No doubt most readers of this magazine would dub themselves ‘ethical’; we do our jobs properly and put the interests of the customer first.

But ethical finance means something quite different – it’s about really noticing where your clients’ repayments are ending up.

Supporting charities

Lenders and brokers getting involved in good causes is nothing new. Homeloans Ltd recently announced support for the ‘Buying Time’ breast cancer campaign, and a number of the large banks pledged sums for disaster relief in cyclone-hit Vanuatu. But proving consistent charitable aims over the lifetime of a loan – which could be decades – is more difficult in a charitable environment of constantly changing fashions.
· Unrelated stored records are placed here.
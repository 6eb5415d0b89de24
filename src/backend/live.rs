//! Live cpal backend.
//!
//! One [`Oscillator`] lane per source handle, one [`LinearRamp`] per
//! envelope handle. The rack of lanes is shared with the cpal callback
//! through a mutex; the callback mixes `osc * source_gain * ramp_level`
//! per sample in blocks of at most `MAX_BLOCK_SIZE` frames. A sample
//! counter doubles as the backend clock.
//!
//! Scheduled tasks do not run on the audio thread: the owner of the
//! backend calls [`LiveBackend::run_pending`] from its event loop, which
//! fires whatever has come due against the sample-counter clock.

use std::collections::HashMap;
use std::sync::atomic::{AtomicU64, Ordering};
use std::sync::{Arc, Mutex};

use cpal::traits::{DeviceTrait, HostTrait, StreamTrait};

use super::{AudioBackend, EnvelopeHandle, ScheduledTask, SourceHandle, TaskQueue, Waveform};
use crate::dsp::{LinearRamp, Oscillator};
use crate::envelope::EnvelopeTiming;
use crate::error::BackendError;
use crate::MAX_BLOCK_SIZE;

/// Oscillator lanes available at once. 256 lanes is 21 simultaneous
/// 12-partial voices; beyond that note-ons fail with a real exhaustion
/// error rather than degrading the mix.
const SOURCE_CAPACITY: usize = 256;
const ENVELOPE_CAPACITY: usize = 64;

/// Source frequencies are clamped to the audible band at this boundary.
const MIN_FREQUENCY: f32 = 20.0;
const MAX_FREQUENCY: f32 = 20_000.0;

struct SourceLane {
    osc: Oscillator,
    gain: f32,
    envelope: Option<EnvelopeHandle>,
    started: bool,
}

/// Everything the audio callback reads, behind one lock.
struct Rack {
    sources: HashMap<SourceHandle, SourceLane>,
    envelopes: HashMap<EnvelopeHandle, LinearRamp>,
    #[cfg(feature = "rtrb")]
    tap: Option<rtrb::Producer<f32>>,
}

impl Rack {
    fn new() -> Self {
        Self {
            sources: HashMap::new(),
            envelopes: HashMap::new(),
            #[cfg(feature = "rtrb")]
            tap: None,
        }
    }

    /// Mix one mono block. Envelope ramps advance exactly once per sample;
    /// every started lane reads its connected ramp's current level.
    fn render(&mut self, block: &mut [f32]) {
        for out in block.iter_mut() {
            for ramp in self.envelopes.values_mut() {
                ramp.next_sample();
            }

            let mut mixed = 0.0;
            for lane in self.sources.values_mut() {
                if !lane.started {
                    continue;
                }
                let sample = lane.osc.next_sample() * lane.gain;
                let level = lane
                    .envelope
                    .and_then(|h| self.envelopes.get(&h))
                    .map_or(0.0, LinearRamp::value);
                mixed += sample * level;
            }
            *out = mixed;

            #[cfg(feature = "rtrb")]
            if let Some(tap) = &mut self.tap {
                // Visualizer feed; dropped samples are fine.
                let _ = tap.push(mixed);
            }
        }
    }
}

/// Backend rendering through the default cpal output device.
pub struct LiveBackend {
    rack: Arc<Mutex<Rack>>,
    samples_rendered: Arc<AtomicU64>,
    sample_rate: f32,
    next_handle: u64,
    tasks: TaskQueue,
}

impl LiveBackend {
    /// Open the default output device and start rendering silence.
    ///
    /// The returned [`cpal::Stream`] must be kept alive by the caller for
    /// as long as sound should play; dropping it stops the device.
    pub fn start() -> Result<(Self, cpal::Stream), BackendError> {
        let (backend, stream) = Self::open(Rack::new())?;
        Ok((backend, stream))
    }

    /// Like [`LiveBackend::start`], with a ring-buffer tap on the mixed
    /// output for a visualizer.
    #[cfg(feature = "rtrb")]
    pub fn start_with_tap(
        tap_capacity: usize,
    ) -> Result<(Self, cpal::Stream, rtrb::Consumer<f32>), BackendError> {
        let (producer, consumer) = rtrb::RingBuffer::new(tap_capacity);
        let mut rack = Rack::new();
        rack.tap = Some(producer);
        let (backend, stream) = Self::open(rack)?;
        Ok((backend, stream, consumer))
    }

    fn open(rack: Rack) -> Result<(Self, cpal::Stream), BackendError> {
        let host = cpal::default_host();
        let device = host
            .default_output_device()
            .ok_or_else(|| BackendError::Device("no default output device".into()))?;
        let config = device
            .default_output_config()
            .map_err(|e| BackendError::Device(e.to_string()))?;

        let sample_rate = config.sample_rate().0 as f32;
        let channels = config.channels() as usize;

        let rack = Arc::new(Mutex::new(rack));
        let samples_rendered = Arc::new(AtomicU64::new(0));

        let rack_for_callback = rack.clone();
        let counter = samples_rendered.clone();
        let mut block = vec![0.0f32; MAX_BLOCK_SIZE];

        let stream = device
            .build_output_stream(
                &config.into(),
                move |data: &mut [f32], _| {
                    let mut rack = rack_for_callback.lock().unwrap();
                    let total_frames = data.len() / channels;
                    let mut frames_written = 0;

                    while frames_written < total_frames {
                        let frames = (total_frames - frames_written).min(MAX_BLOCK_SIZE);
                        let block = &mut block[..frames];
                        rack.render(block);

                        // Mono to all channels.
                        let out_off = frames_written * channels;
                        for (i, &s) in block.iter().enumerate() {
                            for ch in 0..channels {
                                data[out_off + i * channels + ch] = s;
                            }
                        }
                        frames_written += frames;
                    }

                    counter.fetch_add(total_frames as u64, Ordering::Relaxed);
                },
                |err| tracing::error!(%err, "audio stream error"),
                None,
            )
            .map_err(|e| BackendError::Device(e.to_string()))?;

        stream
            .play()
            .map_err(|e| BackendError::Device(e.to_string()))?;

        tracing::info!(sample_rate, channels, "live backend started");

        Ok((
            Self {
                rack,
                samples_rendered,
                sample_rate,
                next_handle: 0,
                tasks: TaskQueue::new(),
            },
            stream,
        ))
    }

    /// Fire every scheduled task that has come due. Called from the UI
    /// event loop; never blocks on anything but the rack lock.
    pub fn run_pending(&mut self) {
        let now = self.now();
        while let Some((_, task)) = self.tasks.pop_due(now) {
            task(self);
        }
    }

    pub fn sample_rate(&self) -> f32 {
        self.sample_rate
    }

    fn fresh_handle(&mut self) -> u64 {
        let handle = self.next_handle;
        self.next_handle += 1;
        handle
    }
}

impl AudioBackend for LiveBackend {
    fn now(&self) -> f64 {
        self.samples_rendered.load(Ordering::Relaxed) as f64 / self.sample_rate as f64
    }

    fn create_source(
        &mut self,
        frequency: f32,
        gain: f32,
        waveform: Waveform,
    ) -> Result<SourceHandle, BackendError> {
        let handle = SourceHandle(self.fresh_handle());
        let frequency = frequency.clamp(MIN_FREQUENCY, MAX_FREQUENCY);
        let osc = Oscillator::new(frequency, waveform, self.sample_rate);

        let mut rack = self.rack.lock().unwrap();
        if rack.sources.len() >= SOURCE_CAPACITY {
            return Err(BackendError::SourcesExhausted {
                capacity: SOURCE_CAPACITY,
            });
        }
        rack.sources.insert(
            handle,
            SourceLane {
                osc,
                gain,
                envelope: None,
                started: false,
            },
        );
        Ok(handle)
    }

    fn start_source(&mut self, handle: SourceHandle) {
        let mut rack = self.rack.lock().unwrap();
        if let Some(lane) = rack.sources.get_mut(&handle) {
            lane.started = true;
        }
    }

    fn dispose_source(&mut self, handle: SourceHandle) {
        self.rack.lock().unwrap().sources.remove(&handle);
    }

    fn create_envelope(
        &mut self,
        _timing: EnvelopeTiming,
    ) -> Result<EnvelopeHandle, BackendError> {
        let handle = EnvelopeHandle(self.fresh_handle());
        let mut rack = self.rack.lock().unwrap();
        if rack.envelopes.len() >= ENVELOPE_CAPACITY {
            return Err(BackendError::EnvelopesExhausted {
                capacity: ENVELOPE_CAPACITY,
            });
        }
        rack.envelopes
            .insert(handle, LinearRamp::new(0.0, self.sample_rate));
        Ok(handle)
    }

    fn set_gain(&mut self, handle: EnvelopeHandle, value: f32) {
        let mut rack = self.rack.lock().unwrap();
        if let Some(ramp) = rack.envelopes.get_mut(&handle) {
            ramp.set_immediate(value);
        }
    }

    fn ramp_gain(&mut self, handle: EnvelopeHandle, target: f32, seconds: f32) {
        let mut rack = self.rack.lock().unwrap();
        if let Some(ramp) = rack.envelopes.get_mut(&handle) {
            ramp.ramp_to(target, seconds);
        }
    }

    fn dispose_envelope(&mut self, handle: EnvelopeHandle) {
        self.rack.lock().unwrap().envelopes.remove(&handle);
    }

    fn connect(&mut self, source: SourceHandle, envelope: EnvelopeHandle) {
        let mut rack = self.rack.lock().unwrap();
        if let Some(lane) = rack.sources.get_mut(&source) {
            lane.envelope = Some(envelope);
        }
    }

    fn schedule(&mut self, delay_seconds: f64, task: ScheduledTask) {
        self.tasks.push(self.now() + delay_seconds, task);
    }
}

#[cfg(test)]
mod tests {
    use super::*;

    const SAMPLE_RATE: f32 = 1_000.0;

    fn rack_with_lane(started: bool, level: f32) -> Rack {
        let mut rack = Rack::new();
        let env = EnvelopeHandle(0);
        let mut ramp = LinearRamp::new(0.0, SAMPLE_RATE);
        ramp.set_immediate(level);
        rack.envelopes.insert(env, ramp);
        rack.sources.insert(
            SourceHandle(1),
            SourceLane {
                osc: Oscillator::new(250.0, Waveform::Sine, SAMPLE_RATE),
                gain: 0.5,
                envelope: Some(env),
                started,
            },
        );
        rack
    }

    #[test]
    fn unstarted_lanes_stay_silent() {
        let mut rack = rack_with_lane(false, 1.0);
        let mut block = [1.0f32; 64];
        rack.render(&mut block);
        assert!(block.iter().all(|&s| s == 0.0));
    }

    #[test]
    fn started_lane_renders_through_its_envelope() {
        let mut rack = rack_with_lane(true, 1.0);
        let mut block = [0.0f32; 64];
        rack.render(&mut block);
        assert!(block.iter().any(|&s| s.abs() > 0.1));
        // Source gain of 0.5 bounds the mix.
        assert!(block.iter().all(|&s| s.abs() <= 0.5));
    }

    #[test]
    fn zero_envelope_level_mutes_a_started_lane() {
        let mut rack = rack_with_lane(true, 0.0);
        let mut block = [0.0f32; 64];
        rack.render(&mut block);
        assert!(block.iter().all(|&s| s == 0.0));
    }

    #[test]
    fn disconnected_lane_is_silent() {
        let mut rack = rack_with_lane(true, 1.0);
        rack.sources.get_mut(&SourceHandle(1)).unwrap().envelope = None;
        let mut block = [0.0f32; 64];
        rack.render(&mut block);
        assert!(block.iter().all(|&s| s == 0.0));
    }
}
Perhaps ethical finance lies in ownership and corporate governance, rather than charitable initiatives. Credit unions would argue they’ve been doing ‘ethical finance’ at a local level for years, and furthermore, because they’re owned by their members, they need to appear responsive, unlike larger companies dealing with anonymous profit-focused shareholders. Of course, credit unions still finance a tiny fraction of loans and thus have limited influence.

Divestment

‘Divestment’, ie ending investment in certain companies, is becoming a “global trend”, according to Shane Oliver, head of investment strategy at AMP Capital Market. He told the ABC that divestment was “a choice, and the choice is along the lines that fossil fuel is dangerous to the environment, causing global warming in the longer term”.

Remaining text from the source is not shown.